* Work request *
Which lines of the listing hold the string "Production"? Copy those lines.
### Records for this exercise ###
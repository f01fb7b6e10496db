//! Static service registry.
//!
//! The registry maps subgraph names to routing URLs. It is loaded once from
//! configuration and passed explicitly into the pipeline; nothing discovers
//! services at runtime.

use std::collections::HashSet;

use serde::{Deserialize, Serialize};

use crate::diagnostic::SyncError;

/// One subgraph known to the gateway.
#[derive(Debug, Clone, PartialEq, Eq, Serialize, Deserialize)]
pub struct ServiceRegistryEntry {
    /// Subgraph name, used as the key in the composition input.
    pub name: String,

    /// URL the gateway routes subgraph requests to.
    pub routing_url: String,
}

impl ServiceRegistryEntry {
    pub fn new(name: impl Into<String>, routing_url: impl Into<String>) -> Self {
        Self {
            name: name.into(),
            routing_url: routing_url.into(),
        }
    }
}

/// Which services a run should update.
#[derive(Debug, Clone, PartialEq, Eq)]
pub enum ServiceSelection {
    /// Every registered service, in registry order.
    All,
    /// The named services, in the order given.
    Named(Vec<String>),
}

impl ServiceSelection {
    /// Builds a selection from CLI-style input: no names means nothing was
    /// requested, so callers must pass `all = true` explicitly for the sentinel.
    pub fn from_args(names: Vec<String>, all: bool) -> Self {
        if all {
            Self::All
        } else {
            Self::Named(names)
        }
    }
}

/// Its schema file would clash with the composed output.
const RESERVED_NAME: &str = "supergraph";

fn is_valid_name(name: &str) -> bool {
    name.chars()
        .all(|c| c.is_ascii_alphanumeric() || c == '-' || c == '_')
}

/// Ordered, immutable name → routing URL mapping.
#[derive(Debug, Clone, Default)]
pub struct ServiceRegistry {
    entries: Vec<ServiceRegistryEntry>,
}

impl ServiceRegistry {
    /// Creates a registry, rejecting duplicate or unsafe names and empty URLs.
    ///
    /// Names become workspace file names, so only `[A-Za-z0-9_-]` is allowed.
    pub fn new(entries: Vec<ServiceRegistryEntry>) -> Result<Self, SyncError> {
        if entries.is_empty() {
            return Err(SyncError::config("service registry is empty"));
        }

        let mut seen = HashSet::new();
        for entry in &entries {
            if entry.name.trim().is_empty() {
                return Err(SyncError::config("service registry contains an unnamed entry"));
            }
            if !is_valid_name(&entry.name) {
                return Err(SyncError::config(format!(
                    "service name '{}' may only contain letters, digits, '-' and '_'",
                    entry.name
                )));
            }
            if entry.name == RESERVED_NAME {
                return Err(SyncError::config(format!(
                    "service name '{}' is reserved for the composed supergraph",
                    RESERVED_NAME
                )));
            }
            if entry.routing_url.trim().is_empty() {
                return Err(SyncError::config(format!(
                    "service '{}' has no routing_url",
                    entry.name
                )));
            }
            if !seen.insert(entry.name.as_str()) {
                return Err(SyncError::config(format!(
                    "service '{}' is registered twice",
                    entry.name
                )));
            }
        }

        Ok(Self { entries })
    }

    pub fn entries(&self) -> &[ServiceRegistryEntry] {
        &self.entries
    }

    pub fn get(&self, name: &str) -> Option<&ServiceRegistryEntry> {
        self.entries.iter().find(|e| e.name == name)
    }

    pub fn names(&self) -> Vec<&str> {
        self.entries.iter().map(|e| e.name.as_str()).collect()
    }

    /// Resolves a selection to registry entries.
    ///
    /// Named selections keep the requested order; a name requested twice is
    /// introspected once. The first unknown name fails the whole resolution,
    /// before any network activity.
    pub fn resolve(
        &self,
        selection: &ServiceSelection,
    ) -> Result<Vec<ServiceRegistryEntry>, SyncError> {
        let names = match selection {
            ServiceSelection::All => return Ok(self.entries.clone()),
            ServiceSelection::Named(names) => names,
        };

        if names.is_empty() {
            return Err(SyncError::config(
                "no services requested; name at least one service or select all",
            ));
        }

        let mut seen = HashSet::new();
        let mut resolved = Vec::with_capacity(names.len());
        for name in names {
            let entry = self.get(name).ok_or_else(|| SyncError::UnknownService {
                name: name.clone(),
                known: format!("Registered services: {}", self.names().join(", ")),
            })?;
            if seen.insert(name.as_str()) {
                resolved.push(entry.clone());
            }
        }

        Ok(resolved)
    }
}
###
### Records for this exercise ###
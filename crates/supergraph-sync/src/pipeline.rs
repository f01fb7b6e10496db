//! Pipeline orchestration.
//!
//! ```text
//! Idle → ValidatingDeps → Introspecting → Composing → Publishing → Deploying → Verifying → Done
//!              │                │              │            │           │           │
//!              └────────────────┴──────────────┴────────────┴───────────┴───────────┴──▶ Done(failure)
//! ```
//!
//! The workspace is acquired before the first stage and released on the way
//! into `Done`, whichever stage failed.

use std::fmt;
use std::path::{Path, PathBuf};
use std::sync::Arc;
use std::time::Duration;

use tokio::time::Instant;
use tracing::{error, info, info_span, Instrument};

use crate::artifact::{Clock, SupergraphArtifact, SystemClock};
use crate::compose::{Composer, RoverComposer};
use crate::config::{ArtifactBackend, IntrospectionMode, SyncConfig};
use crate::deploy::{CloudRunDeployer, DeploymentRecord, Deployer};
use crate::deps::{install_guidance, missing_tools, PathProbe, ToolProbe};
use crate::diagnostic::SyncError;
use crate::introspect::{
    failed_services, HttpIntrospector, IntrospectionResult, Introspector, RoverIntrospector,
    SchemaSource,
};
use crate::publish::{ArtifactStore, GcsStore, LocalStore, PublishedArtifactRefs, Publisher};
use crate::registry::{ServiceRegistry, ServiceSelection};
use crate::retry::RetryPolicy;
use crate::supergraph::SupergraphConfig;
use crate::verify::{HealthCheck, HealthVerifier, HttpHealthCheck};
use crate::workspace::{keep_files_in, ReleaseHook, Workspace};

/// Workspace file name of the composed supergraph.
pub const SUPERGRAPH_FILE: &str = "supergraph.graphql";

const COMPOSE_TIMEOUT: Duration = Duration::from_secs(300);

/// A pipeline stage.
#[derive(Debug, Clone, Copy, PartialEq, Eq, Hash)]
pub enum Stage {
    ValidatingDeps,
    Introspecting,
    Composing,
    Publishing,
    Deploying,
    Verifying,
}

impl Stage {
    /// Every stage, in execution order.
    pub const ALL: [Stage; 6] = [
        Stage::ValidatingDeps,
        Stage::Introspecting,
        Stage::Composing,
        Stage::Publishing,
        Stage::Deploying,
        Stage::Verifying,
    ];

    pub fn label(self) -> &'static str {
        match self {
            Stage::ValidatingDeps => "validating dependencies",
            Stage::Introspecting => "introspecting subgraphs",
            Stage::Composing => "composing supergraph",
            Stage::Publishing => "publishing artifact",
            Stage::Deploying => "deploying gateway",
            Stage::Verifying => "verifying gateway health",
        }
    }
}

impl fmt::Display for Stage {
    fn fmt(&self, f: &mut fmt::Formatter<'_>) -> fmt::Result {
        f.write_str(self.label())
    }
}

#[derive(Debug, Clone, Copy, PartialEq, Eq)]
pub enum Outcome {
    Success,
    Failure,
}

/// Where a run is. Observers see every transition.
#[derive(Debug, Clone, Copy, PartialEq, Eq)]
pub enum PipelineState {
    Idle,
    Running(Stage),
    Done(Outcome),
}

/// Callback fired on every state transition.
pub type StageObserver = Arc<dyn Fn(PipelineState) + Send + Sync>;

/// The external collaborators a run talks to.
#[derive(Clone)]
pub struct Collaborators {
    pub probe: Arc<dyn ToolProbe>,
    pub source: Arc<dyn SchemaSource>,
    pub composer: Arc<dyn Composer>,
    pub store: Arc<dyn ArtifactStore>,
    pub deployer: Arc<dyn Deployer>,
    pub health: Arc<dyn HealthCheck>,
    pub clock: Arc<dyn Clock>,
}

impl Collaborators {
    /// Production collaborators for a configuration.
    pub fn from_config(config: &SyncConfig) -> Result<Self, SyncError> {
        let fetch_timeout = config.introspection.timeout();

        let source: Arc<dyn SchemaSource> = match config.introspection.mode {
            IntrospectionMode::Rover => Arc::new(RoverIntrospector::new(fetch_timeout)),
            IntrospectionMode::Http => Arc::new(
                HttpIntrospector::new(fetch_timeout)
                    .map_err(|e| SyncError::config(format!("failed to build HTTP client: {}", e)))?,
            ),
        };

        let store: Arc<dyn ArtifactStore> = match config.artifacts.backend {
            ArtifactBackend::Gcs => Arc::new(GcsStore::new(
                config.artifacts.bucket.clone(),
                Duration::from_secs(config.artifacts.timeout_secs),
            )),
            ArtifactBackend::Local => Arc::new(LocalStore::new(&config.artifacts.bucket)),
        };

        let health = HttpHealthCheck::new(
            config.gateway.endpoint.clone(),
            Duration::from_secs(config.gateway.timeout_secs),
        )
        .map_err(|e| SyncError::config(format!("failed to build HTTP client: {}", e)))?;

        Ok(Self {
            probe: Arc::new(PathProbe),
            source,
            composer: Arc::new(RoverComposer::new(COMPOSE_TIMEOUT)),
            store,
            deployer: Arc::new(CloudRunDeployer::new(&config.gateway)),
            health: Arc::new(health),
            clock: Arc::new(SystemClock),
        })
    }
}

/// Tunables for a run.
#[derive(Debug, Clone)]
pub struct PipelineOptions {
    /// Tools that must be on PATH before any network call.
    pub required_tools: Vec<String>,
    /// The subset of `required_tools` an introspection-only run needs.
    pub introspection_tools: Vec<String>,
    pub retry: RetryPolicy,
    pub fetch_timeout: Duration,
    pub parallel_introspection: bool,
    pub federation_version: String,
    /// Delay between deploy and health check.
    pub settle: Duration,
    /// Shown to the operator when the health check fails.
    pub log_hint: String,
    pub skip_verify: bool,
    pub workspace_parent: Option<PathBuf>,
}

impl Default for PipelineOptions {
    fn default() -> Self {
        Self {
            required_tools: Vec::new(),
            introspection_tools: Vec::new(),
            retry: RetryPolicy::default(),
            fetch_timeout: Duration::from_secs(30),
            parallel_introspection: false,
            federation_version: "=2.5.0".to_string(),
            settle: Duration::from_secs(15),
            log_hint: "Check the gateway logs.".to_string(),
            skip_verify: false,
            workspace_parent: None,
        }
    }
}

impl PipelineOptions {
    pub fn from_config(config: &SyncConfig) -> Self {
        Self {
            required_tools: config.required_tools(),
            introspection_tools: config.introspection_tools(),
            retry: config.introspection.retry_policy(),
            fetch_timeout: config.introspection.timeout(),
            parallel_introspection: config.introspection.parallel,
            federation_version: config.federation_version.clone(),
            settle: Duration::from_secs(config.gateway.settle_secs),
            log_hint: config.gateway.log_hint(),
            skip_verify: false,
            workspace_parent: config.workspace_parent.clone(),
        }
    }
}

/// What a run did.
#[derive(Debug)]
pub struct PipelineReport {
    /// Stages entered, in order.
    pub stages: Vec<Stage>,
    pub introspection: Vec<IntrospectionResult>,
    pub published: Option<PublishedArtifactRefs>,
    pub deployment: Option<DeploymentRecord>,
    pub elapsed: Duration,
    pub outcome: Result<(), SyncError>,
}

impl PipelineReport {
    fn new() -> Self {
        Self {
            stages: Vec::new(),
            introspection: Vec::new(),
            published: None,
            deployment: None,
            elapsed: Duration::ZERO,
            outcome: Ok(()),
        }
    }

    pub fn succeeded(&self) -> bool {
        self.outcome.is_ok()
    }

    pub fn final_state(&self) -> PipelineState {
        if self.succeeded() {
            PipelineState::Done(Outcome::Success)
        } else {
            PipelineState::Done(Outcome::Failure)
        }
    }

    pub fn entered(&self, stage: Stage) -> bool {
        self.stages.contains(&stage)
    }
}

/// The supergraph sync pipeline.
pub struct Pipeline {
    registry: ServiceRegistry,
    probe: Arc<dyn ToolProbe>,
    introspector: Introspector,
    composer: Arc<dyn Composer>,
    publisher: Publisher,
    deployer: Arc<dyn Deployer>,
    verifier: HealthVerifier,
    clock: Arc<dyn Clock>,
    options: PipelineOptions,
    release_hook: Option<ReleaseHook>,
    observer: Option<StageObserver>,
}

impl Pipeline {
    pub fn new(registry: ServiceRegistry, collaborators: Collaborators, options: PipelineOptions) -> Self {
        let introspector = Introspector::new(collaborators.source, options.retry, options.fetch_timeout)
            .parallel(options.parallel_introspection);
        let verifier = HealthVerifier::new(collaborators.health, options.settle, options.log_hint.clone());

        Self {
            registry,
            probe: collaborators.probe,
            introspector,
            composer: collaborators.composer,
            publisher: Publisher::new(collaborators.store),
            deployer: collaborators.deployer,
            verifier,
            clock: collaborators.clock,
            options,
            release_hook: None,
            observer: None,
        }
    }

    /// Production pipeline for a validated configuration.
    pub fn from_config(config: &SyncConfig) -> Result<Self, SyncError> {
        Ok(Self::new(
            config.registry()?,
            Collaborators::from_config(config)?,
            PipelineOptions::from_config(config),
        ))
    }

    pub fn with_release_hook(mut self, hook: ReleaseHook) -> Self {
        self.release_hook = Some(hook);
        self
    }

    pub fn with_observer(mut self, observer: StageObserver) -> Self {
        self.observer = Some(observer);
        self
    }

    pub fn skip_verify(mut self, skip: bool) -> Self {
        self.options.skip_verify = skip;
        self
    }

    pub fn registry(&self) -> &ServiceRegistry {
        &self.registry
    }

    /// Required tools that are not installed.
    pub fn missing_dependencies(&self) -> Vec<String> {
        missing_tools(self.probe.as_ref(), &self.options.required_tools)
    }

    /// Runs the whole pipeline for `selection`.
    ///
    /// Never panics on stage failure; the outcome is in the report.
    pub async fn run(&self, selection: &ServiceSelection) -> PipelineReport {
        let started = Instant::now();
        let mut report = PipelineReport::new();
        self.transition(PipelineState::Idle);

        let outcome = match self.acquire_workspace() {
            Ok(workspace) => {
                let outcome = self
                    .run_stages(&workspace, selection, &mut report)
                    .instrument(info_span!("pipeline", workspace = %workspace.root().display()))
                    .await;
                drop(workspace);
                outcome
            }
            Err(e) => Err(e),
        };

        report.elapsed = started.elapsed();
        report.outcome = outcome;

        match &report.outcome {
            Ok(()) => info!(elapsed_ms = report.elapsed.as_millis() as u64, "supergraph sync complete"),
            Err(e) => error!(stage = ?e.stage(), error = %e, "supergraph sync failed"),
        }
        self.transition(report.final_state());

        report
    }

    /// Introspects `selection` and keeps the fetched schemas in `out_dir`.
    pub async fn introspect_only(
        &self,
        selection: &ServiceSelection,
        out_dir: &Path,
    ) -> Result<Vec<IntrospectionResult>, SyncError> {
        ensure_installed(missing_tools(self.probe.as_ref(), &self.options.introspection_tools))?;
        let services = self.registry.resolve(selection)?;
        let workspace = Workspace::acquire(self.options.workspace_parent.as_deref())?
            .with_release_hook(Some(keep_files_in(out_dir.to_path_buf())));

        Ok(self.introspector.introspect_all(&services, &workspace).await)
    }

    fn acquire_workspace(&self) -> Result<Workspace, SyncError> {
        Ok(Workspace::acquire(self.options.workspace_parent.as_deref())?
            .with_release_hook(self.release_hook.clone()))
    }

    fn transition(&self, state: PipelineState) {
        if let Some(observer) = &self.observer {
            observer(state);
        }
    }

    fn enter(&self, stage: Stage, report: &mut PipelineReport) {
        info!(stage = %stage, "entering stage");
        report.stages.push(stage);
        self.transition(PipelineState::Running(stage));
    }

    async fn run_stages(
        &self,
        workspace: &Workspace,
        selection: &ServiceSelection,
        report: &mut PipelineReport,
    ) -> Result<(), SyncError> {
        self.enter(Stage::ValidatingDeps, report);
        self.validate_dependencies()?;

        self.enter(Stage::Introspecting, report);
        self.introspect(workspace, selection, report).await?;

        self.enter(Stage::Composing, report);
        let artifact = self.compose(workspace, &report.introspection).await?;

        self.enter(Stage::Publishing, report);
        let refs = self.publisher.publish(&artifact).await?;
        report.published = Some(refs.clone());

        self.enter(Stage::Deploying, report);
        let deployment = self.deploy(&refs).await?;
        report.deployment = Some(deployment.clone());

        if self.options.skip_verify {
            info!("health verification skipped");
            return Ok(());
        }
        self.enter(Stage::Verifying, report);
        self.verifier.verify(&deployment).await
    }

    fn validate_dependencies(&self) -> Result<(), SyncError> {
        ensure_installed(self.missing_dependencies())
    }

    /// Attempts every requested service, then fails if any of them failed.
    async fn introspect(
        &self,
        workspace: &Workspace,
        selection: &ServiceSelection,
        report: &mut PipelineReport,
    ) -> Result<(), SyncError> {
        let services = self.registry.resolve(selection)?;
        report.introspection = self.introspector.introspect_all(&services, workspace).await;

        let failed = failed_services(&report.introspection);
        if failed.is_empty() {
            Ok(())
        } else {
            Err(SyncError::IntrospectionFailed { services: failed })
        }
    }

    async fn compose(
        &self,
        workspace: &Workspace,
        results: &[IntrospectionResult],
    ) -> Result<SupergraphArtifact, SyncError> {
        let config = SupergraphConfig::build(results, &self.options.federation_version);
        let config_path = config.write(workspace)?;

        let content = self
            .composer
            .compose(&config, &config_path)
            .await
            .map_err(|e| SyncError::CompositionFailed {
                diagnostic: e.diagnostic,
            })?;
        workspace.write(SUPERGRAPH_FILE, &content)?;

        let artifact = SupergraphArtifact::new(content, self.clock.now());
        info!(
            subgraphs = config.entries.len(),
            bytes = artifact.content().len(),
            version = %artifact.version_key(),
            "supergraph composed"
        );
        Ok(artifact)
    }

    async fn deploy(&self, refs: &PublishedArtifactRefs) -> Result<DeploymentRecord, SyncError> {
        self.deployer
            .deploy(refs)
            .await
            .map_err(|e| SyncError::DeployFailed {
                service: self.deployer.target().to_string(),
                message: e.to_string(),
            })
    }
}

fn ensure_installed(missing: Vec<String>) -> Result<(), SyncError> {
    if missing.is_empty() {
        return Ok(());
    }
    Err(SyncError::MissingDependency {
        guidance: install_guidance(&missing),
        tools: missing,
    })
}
###
* Written answer *
    /// Production collaborators for a configuration.
    /// Production pipeline for a validated configuration.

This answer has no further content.